Nacque da Antonio Curtoni e da Elisabetta Maffei, nipote di Scipione Maffei.[1] Ricevette una scarna istruzione nel monastero benedettino di Santa Maria degli Angeli, dove maturò una certa vocazione per farsi suora.[2] Tuttavia suo padre la dissuase dal prendere i voti,[3] facendo sì che la giovane sposasse il benestante Francesco Verza.[4]

Strinse amicizia con Alessandro Carli, il quale aveva girato per l'Europa e aveva conosciuto personalmente Metastasio e Voltaire. I due intesserono una folta corrispondenza e Curtoni Verza gli dedicò una tragedia.
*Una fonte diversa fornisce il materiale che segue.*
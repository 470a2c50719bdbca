#![no_std]
//! Keymap runtime for split keyboards.
//!
//! A [mapper::Mapper] turns [scan_key::ScanEvent]s into [mapper::KeyEvent]s using a compiled
//! layout (see `splitmap-config`). Layer state, dual actions, tap dances, shift swaps and caps
//! word are resolved here; USB reporting, matrix scanning and the physical split link are left to
//! the host framework.
pub mod display;
pub mod exec;
pub mod firmware_functions;
pub mod layer;
pub mod layout;
pub mod mapper;
pub mod scan_key;
pub mod shift_swap;
pub mod split_mirror;
pub mod status;
pub mod tap_dance;

#[macro_use]
mod macros;

/// Bit for `layer` in a layer state mask; `0` when the layer can not be represented.
pub(crate) const fn layer_bit(layer: u16) -> u32 {
    if layer < 32 {
        1 << layer
    } else {
        0
    }
}

#[cfg(test)]
#[path = "lib_test.rs"]
mod test;
//! Layer state helpers shared by the mapper and the status display.

use crate::layer_bit;

/// Display name used for a layer id that has no name.
pub const UNDEFINED: &str = "Undefined";

/// The highest layer set in either `layer_state` or `default_layer_state`; `0` when neither has a
/// layer set.
///
/// This is the layer shown on the display. Key lookup searches the same union from highest to
/// lowest.
pub const fn resolve_display_layer(layer_state: u32, default_layer_state: u32) -> u8 {
    let union = layer_state | default_layer_state;
    if union == 0 {
        0
    } else {
        (31 - union.leading_zeros()) as u8
    }
}

/// Turn on `result` when both `a` and `b` are on, otherwise turn it off.
pub const fn update_tri_layer_state(state: u32, a: u8, b: u8, result: u8) -> u32 {
    let mask = layer_bit(a as u16) | layer_bit(b as u16);
    let result = layer_bit(result as u16);
    if mask != 0 && state & mask == mask {
        state | result
    } else {
        state & !result
    }
}

/// Display names indexed by layer id.
#[derive(Debug, Clone, Copy)]
pub struct LayerNames<'n>(&'n [&'n str]);

impl<'n> LayerNames<'n> {
    pub const fn new(names: &'n [&'n str]) -> Self {
        Self(names)
    }

    pub fn name(&self, layer: u8) -> &'n str {
        self.0.get(layer as usize).copied().unwrap_or(UNDEFINED)
    }

    pub fn len(&self) -> usize {
        self.0.len()
    }

    pub fn is_empty(&self) -> bool {
        self.0.is_empty()
    }
}

#[cfg(test)]
#[path = "layer_test.rs"]
mod test;
use std::path::Path;

use key_range::{LAYER_MIN, MACROS_MIN, ONESHOT_MIN, SET_LAYOUT_MIN, TOGGLE_MIN};

use crate::test::kc;

use super::*;

pub fn pretty_compile(src: &str) -> Result<KeyboardConfig> {
    crate::pretty_compile(Path::new("test"), src)
}

macro_rules! compile_global {
    ($src:ident, $result:ident, $name:expr, $value:expr, $x:tt) => {{
        let $src = format!("[global]\n{} = {}\n", $name, $value);
        let $result = compile($src.as_str());

        $x
    }};
}

fn span_text<'a>(src: &'a str, err: &ConfigError) -> &'a str {
    &src[err.span.clone().unwrap()]
}

#[test]
fn firmware_section() {
    let src = r#"
[firmware]

keyboard = kyria
max_layout_size = 8 * 1024

pins = [PIN_4, # comment pin 4
PIN_5, PIN_6]  # comment

report_buffer_size = 32
scanner_buffer_size = 16

[matrix:1x3]
0x00 = 7 8 9
"#;

    let config = pretty_compile(src).expect("should allow firmware");

    assert_eq!(config.firmware_get("keyboard"), Some("kyria"));
    assert_eq!(config.firmware_get("MAX_LAYOUT_SIZE"), None);
    assert_eq!(config.firmware_get("max_layout_size"), Some("8 * 1024"));
    assert_eq!(
        config.firmware_get("pins"),
        Some("[PIN_4, # comment pin 4\nPIN_5, PIN_6]")
    );
}

#[test]
fn firmware_syntax_error() {
    let src = "[firmware]\nkeyboard = 1 +* )\n";
    let err = compile(src).err().expect("should fail");
    assert_eq!(err.message, SYNTAX_ERROR);
}

#[test]
fn keycode_names() {
    let src = r#"
[matrix:1x4]
\0x00 = \= b c d

[main]

equal =  1
\b = \\
c = play_pause
d = AC_Select_All

"#;

    let config = pretty_compile(src).expect("should allow escaping");
    assert_eq!(config.code_at("main", 0x0), kc("1"));
    assert_eq!(config.code_at("main", 0x1), kc("\\"));
    assert_eq!(config.code_at("main", 0x2), kc("mply"));
    assert_eq!(config.code_at("main", 0x3), 0x31e);
}

#[test]
fn layers_indexed_by_first_appearance() {
    let src = r#"
[matrix:1x2]
0x00 = a b

[base]
a = layer(nav)

[nav]
a = x

[sym]
b = y

[base]
b = layer(sym)
"#;

    let config = pretty_compile(src).expect("should compile");
    assert_eq!(config.layer_names(), vec!["base", "nav", "sym"]);
    assert_eq!(config.get_layer_index("sym"), Some(2));
    assert_eq!(config.code_at("base", 0x0), LAYER_MIN + 1);
    assert_eq!(config.code_at("base", 0x1), LAYER_MIN + 2);
    assert_eq!(config.code_at("nav", 0x1), key_range::TRANSPARENT);
}

#[test]
fn layer_actions() {
    let src = r#"
[matrix:1x6]
0x00 = a b c d e f

[main]
a = toggle(fn)
b = setlayout( colemak )
c = oneshot(leftshift)
d = oneshot(C-S)
e = _
f = noop

[colemak]
[fn]
"#;

    let config = pretty_compile(src).expect("should allow layer actions");
    assert_eq!(config.code_at("main", 0x0), TOGGLE_MIN + 2);
    assert_eq!(config.code_at("main", 0x1), SET_LAYOUT_MIN + 1);
    assert_eq!(config.code_at("main", 0x2), ONESHOT_MIN | 2);
    assert_eq!(config.code_at("main", 0x3), ONESHOT_MIN | 3);
    assert_eq!(config.code_at("main", 0x4), key_range::TRANSPARENT);
    assert_eq!(config.code_at("main", 0x5), key_range::NOOP);
}

#[test]
fn oneshot_needs_modifier() {
    let src = "[matrix:1x1]\n0x00 = a\n[main]\na = oneshot(q)\n";
    let err = compile(src).err().expect("should fail");
    assert_eq!(err.message, "Expected a modifier");
    assert_eq!(span_text(src, &err), "q");
}

#[test]
fn dual_action_macro() {
    let src = r#"
[matrix:1x3]
0x00 = a b c

[main]

a = dualaction(rightshift, a, 251, 45)
b = overload(nav, esc)
c = dualaction(leftctrl, C-c, 300)

[nav]
"#;

    let config = pretty_compile(src).expect("should allow dualaction");

    assert_eq!(config.code_at("main", 0x0), MACROS_MIN);
    assert_eq!(
        config.macro_at(MACROS_MIN),
        Some(&Macro::TimedDualAction(kc("a"), kc("rightshift"), 251, 45))
    );

    assert_eq!(
        config.macro_at(config.code_at("main", 0x1)),
        Some(&Macro::DualAction(kc("esc"), LAYER_MIN + 1))
    );

    let c = config.macro_at(config.code_at("main", 0x2)).unwrap();
    let Macro::TimedDualAction(tap, hold, 300, u16::MAX) = *c else {
        panic!("unexpected {c:?}");
    };
    assert_eq!(hold, kc("leftctrl"));
    assert_eq!(
        config.macro_at(tap),
        Some(&Macro::Modifier {
            keycode: kc("c"),
            modifiers: 1
        })
    );
}

#[test]
fn tap_dance_macro() {
    let src = r#"
[matrix:1x2]
0x00 = a b

[main]
a = tapdance(S-8, RA-7, RA-8)
b = tapdance(250ms, q, S-2, S-2)
"#;

    let config = pretty_compile(src).expect("should allow tapdance");

    let Some(Macro::TapDance { timeout, choices }) = config.macro_at(config.code_at("main", 0))
    else {
        panic!("expected tapdance");
    };
    assert_eq!(*timeout, u16::MAX);
    assert_eq!(choices.len(), 3);
    assert_eq!(
        config.macro_at(choices[1]),
        Some(&Macro::Modifier {
            keycode: kc("7"),
            modifiers: 0x40
        })
    );

    let Some(Macro::TapDance { timeout, choices }) = config.macro_at(config.code_at("main", 1))
    else {
        panic!("expected tapdance");
    };
    assert_eq!(*timeout, 250);
    assert_eq!(choices[0], kc("q"));
    assert_eq!(choices[1], choices[2]);
}

#[test]
fn tap_dance_errors() {
    let src = "[matrix:1x1]\n0x00 = a\n[main]\na = tapdance()\n";
    let err = compile(src).err().expect("should fail");
    assert_eq!(err.message, "Missing tap dance choice");

    let src = "[matrix:1x1]\n0x00 = a\n[main]\na = tapdance(b c)\n";
    let err = compile(src).err().expect("should fail");
    assert_eq!(err.message, "Expected , or )");
}

#[test]
fn shift_swap_macro() {
    let src = r#"
[matrix:1x1]
0x00 = a

[main]
a = shiftswap(RA-7, RA-8)
"#;

    let config = pretty_compile(src).expect("should allow shiftswap");
    let Some(Macro::ShiftSwap { primary, shifted }) = config.macro_at(config.code_at("main", 0))
    else {
        panic!("expected shiftswap");
    };
    assert_eq!(
        config.macro_at(*primary),
        Some(&Macro::Modifier {
            keycode: kc("7"),
            modifiers: 0x40
        })
    );
    assert_eq!(
        config.macro_at(*shifted),
        Some(&Macro::Modifier {
            keycode: kc("8"),
            modifiers: 0x40
        })
    );
}

#[test]
fn modifier_macros_are_shared() {
    let src = r#"
[matrix:1x3]
0x00 = a b c

[main]
a = S-8
b = S-8
c = C-S-tab
"#;

    let config = pretty_compile(src).expect("should allow modifier macros");
    assert_eq!(config.code_at("main", 0), config.code_at("main", 1));
    assert_eq!(config.macro_count(), 2);
    assert_eq!(
        config.macro_at(config.code_at("main", 2)),
        Some(&Macro::Modifier {
            keycode: kc("tab"),
            modifiers: 3
        })
    );

    let src = "[matrix:1x1]\n0x00 = a\n[main]\na = X-8\n";
    let err = compile(src).err().expect("should fail");
    assert_eq!(err.message, "Invalid modifiers 'X'");
    assert_eq!(span_text(src, &err), "X");
}

#[test]
fn define_section() {
    let src = r#"
[define]
SE_LPRN = S-8
SE_LCBR = RA-7
TD_LBRC = tapdance(SE_LPRN, SE_LCBR)

[matrix:1x2]
0x00 = a b

[main]
a = TD_LBRC
b = SE_LPRN
"#;

    let config = pretty_compile(src).expect("should allow defines");
    assert_eq!(config.code_at("main", 1), config.defined("SE_LPRN").unwrap());
    let Some(Macro::TapDance { choices, .. }) = config.macro_at(config.code_at("main", 0)) else {
        panic!("expected tapdance");
    };
    assert_eq!(choices, &vec![config.code_at("main", 1), config.defined("SE_LCBR").unwrap()]);
}

#[test]
fn define_cannot_shadow_key() {
    let src = "[define]\nesc = a\n";
    let err = compile(src).err().expect("should fail");
    assert_eq!(err.message, "'esc' is already a key name");
}

#[test]
fn display_section() {
    let src = r#"
[matrix:1x1]
0x00 = a

[display]
base = Mod Left (Qwe) # comment
sym = Symbol

[base]
[nav]
[sym]
"#;

    let config = pretty_compile(src).expect("should allow display names");
    assert_eq!(
        config.display_names(),
        vec!["Mod Left (Qwe)", "nav", "Symbol"]
    );

    let src = "[display]\nfoo = Bar\n";
    let err = compile(src).err().expect("should fail");
    assert_eq!(err.message, "Unknown layer name foo");
}

#[test]
fn encoders_section() {
    let src = r#"
[encoders]
0 = volumeup volumedown
1 = pagedown pageup

[matrix:1x1]
0x00 = a
"#;

    let config = pretty_compile(src).expect("should allow encoders");
    assert_eq!(
        config.encoders(),
        vec![
            (0, kc("volumeup"), kc("volumedown")),
            (1, kc("pgdn"), kc("pgup"))
        ]
    );

    let src = "[encoders]\n0 = volumeup\n";
    let err = compile(src).err().expect("should fail");
    assert_eq!(err.message, "Expected counter-clockwise action");

    let src = "[encoders]\nx = a b\n";
    let err = compile(src).err().expect("should fail");
    assert_eq!(err.message, "Invalid encoder index");
}

#[test]
fn tri_layer_global() {
    let src = r#"
[global]
tri_layer = nav sym adjust
dual_action_timeout = 200

[base]
[nav]
[sym]
[adjust]
"#;

    let config = pretty_compile(src).expect("should allow tri_layer");
    assert_eq!(config.tri_layer(), Some((1, 2, 3)));
    assert_eq!(config.global("dual_action_timeout").unwrap().value(), 200);

    let src = "[global]\ntri_layer = a b\n[a]\n[b]\n";
    let err = compile(src).err().expect("should fail");
    assert_eq!(
        err.message,
        "tri_layer needs two trigger layers and a result layer"
    );

    let src = "[global]\ntri_layer = a b c\n[a]\n[b]\n";
    let err = compile(src).err().expect("should fail");
    assert_eq!(err.message, "Unknown layer name c");
}

#[test]
fn global_timeouts() {
    compile_global!(src, result, "tapdance_tap_timeout", 250, {
        let config = result.expect("should compile");
        assert_eq!(config.global("tapdance_tap_timeout").unwrap().value(), 250);
        assert_eq!(config.serialize_globals(), vec![2, 250]);
        let _ = src;
    });

    compile_global!(src, result, "tapping_term", 190, {
        let config = result.expect("should compile");
        assert_eq!(config.global("tapping_term").unwrap().value(), 190);
        assert_eq!(config.serialize_globals(), vec![0, 190]);
        let _ = src;
    });

    compile_global!(src, result, "caps_word_idle_timeout", 70000, {
        let err = result.err().expect("should fail");
        assert_eq!(
            err.message,
            "Invalid duration; only 0 to 65535 milliseconds are valid"
        );
        assert_eq!(span_text(&src, &err), "70000");
    });

    compile_global!(src, result, "tapdance_tap_timeout", 6000, {
        let err = result.err().expect("should fail");
        assert_eq!(
            err.message,
            "Invalid duration; only 0 to 5000 milliseconds are valid"
        );
        let _ = src;
    });

    compile_global!(src, result, "foo", 100, {
        let err = result.err().expect("should fail");
        assert_eq!(err.message, "Invalid global 'foo'");
        assert_eq!(span_text(&src, &err), "foo");
    });
}

#[test]
fn defaults_when_unset() {
    let config = compile("[base]\n").unwrap();
    assert_eq!(
        config.global("tapdance_tap_timeout").unwrap().value(),
        common_globals::TAPDANCE_TAP_TIMEOUT_DEFAULT
    );
    assert_eq!(config.tri_layer(), None);
    assert!(config.serialize_globals().is_empty());
}

#[test]
fn matrix_names_make_main_layer() {
    let src = "[matrix:1x3]\n0x00 = a k01 c\n";
    let config = pretty_compile(src).expect("should compile");
    assert_eq!(config.layer_names(), vec!["main"]);
    assert_eq!(config.code_at("main", 0x0), kc("a"));
    assert_eq!(config.code_at("main", 0x1), 0);
    assert_eq!(config.code_at("main", 0x2), kc("c"));

    let src = "[matrix:1x2]\n0x00 = a b\n[base]\na = x\n";
    let config = pretty_compile(src).expect("should compile");
    assert_eq!(config.layer_names(), vec!["base"]);
    assert_eq!(config.code_at("base", 0x1), 0);
}

#[test]
fn kyria_positions() {
    let src = r#"
[matrix:4x16]
0x00 = a b
0x0a = c d
0x33 = e f
"#;

    let config = pretty_compile(src).expect("should compile");
    assert_eq!(config.get_aliases("c").unwrap(), &vec![0x00a]);
    assert_eq!(config.get_aliases("f").unwrap(), &vec![0x304]);

    let src = "[matrix:4x16]\n0x4 = a\n";
    let err = compile(src).err().expect("should fail");
    assert_eq!(err.message, "Invalid key position");

    let src = "[matrix:4x16]\n0x40 = a\n";
    let err = compile(src).err().expect("should fail");
    assert_eq!(err.message, TOO_MANY_ROWS);
}

#[test]
fn unknown_names() {
    let src = "[matrix:1x1]\n0x00 = a\n[main]\na = nosuch\n";
    let err = compile(src).err().expect("should fail");
    assert_eq!(err.message, UNKNOWN_ACTION);
    assert_eq!(span_text(src, &err), "nosuch");

    let src = "[matrix:1x1]\n0x00 = a\n[main]\na = layer(nope)\n";
    let err = compile(src).err().expect("should fail");
    assert_eq!(err.message, "Unknown layer name nope");
    assert_eq!(span_text(src, &err), "nope");

    let src = "[matrix:1x1]\n0x00 = a\n[main]\nz = b\n";
    let err = compile(src).err().expect("should fail");
    assert_eq!(err.message, "key not found! z");
}

#[test]
fn section_errors() {
    let err = compile("[base\n").err().expect("should fail");
    assert_eq!(err.message, "missing ']'");

    let err = compile("a = b\n").err().expect("should fail");
    assert_eq!(err.message, "expected '['");

    let err = compile("[base:S]\n").err().expect("should fail");
    assert_eq!(err.message, "layer sections take no suffix");

    let err = compile("[aliases:x]\n").err().expect("should fail");
    assert_eq!(err.message, "suffix not allowed here");
}

#[test]
fn too_many_layers() {
    let src = (0..=MAX_LAYERS).fold(String::new(), |s, i| s + &format!("[l{i}]\n"));
    let err = compile(&src).err().expect("should fail");
    assert_eq!(err.message, "Too many layers; at most 32 are allowed");
    assert_eq!(span_text(&src, &err), "l32");

    let src = (0..MAX_LAYERS).fold(String::new(), |s, i| s + &format!("[l{i}]\n"));
    assert_eq!(compile(&src).unwrap().layer_count(), MAX_LAYERS);
}

#[test]
fn serialize_layout() {
    let src = r#"
[matrix:2x3]
0x00 = a b c
0x10 = d e f

[global]
dual_action_timeout = 250

[encoders]
0 = volumeup volumedown

[base]
0x00 = q w e
0x10 = r t overload(fn, y)

[fn]
a = f1
"#;

    let config = pretty_compile(src).expect("should compile");
    let bin = config.serialize();

    assert_eq!(
        bin,
        vec![
            PROTOCOL_VERSION,
            0x0203,
            2,
            1,
            1,
            2,
            0,
            250,
            kc("volumeup"),
            kc("volumedown"),
            4,
            10,
            12,
            15,
            kc("q"),
            kc("w"),
            kc("e"),
            kc("r"),
            kc("t"),
            MACROS_MIN,
            0,
            kc("f1"),
            1,
            kc("y"),
            LAYER_MIN + 1,
        ]
    );

    let copy = KeyboardConfig::deserialize(&bin).expect("should deserialize");
    assert_eq!(copy.layer_names(), vec!["layer0", "layer1"]);
    assert_eq!(copy.code_at("layer0", 0x102), MACROS_MIN);
    assert_eq!(copy.code_at("layer1", 0x000), kc("f1"));
    assert_eq!(
        copy.macro_at(MACROS_MIN),
        Some(&Macro::DualAction(kc("y"), LAYER_MIN + 1))
    );
    assert_eq!(copy.global("dual_action_timeout").unwrap().value(), 250);
    assert_eq!(copy.encoders(), config.encoders());
    assert_eq!(copy.serialize(), bin);
}

#[test]
fn deserialize_rejects_bad_data() {
    assert_eq!(
        KeyboardConfig::deserialize(&[PROTOCOL_VERSION + 1, 0, 0, 0, 0, 0])
            .err()
            .unwrap()
            .message,
        "Layout version mismatch"
    );
    assert_eq!(
        KeyboardConfig::deserialize(&[PROTOCOL_VERSION, 0x101, 3, 0, 0, 0])
            .err()
            .unwrap()
            .message,
        "Layout truncated"
    );
}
Conobbe inoltre il conte Marco Marioni, Maurizio Gherandini e i fratelli Giovanni e Ippolito Pindemonte.[4] Fu anche amica di Maria Beatrice d'Este.[5]

Imparò presto il francese e cominciò lo studio del tedesco, pur non proseguendolo.[6] Si esibì presso la dimora del conte Marioni interpretando Berenice in Racine, tragedia francese tradotta da Ippolito Pindemonte appositamente per lei.[7]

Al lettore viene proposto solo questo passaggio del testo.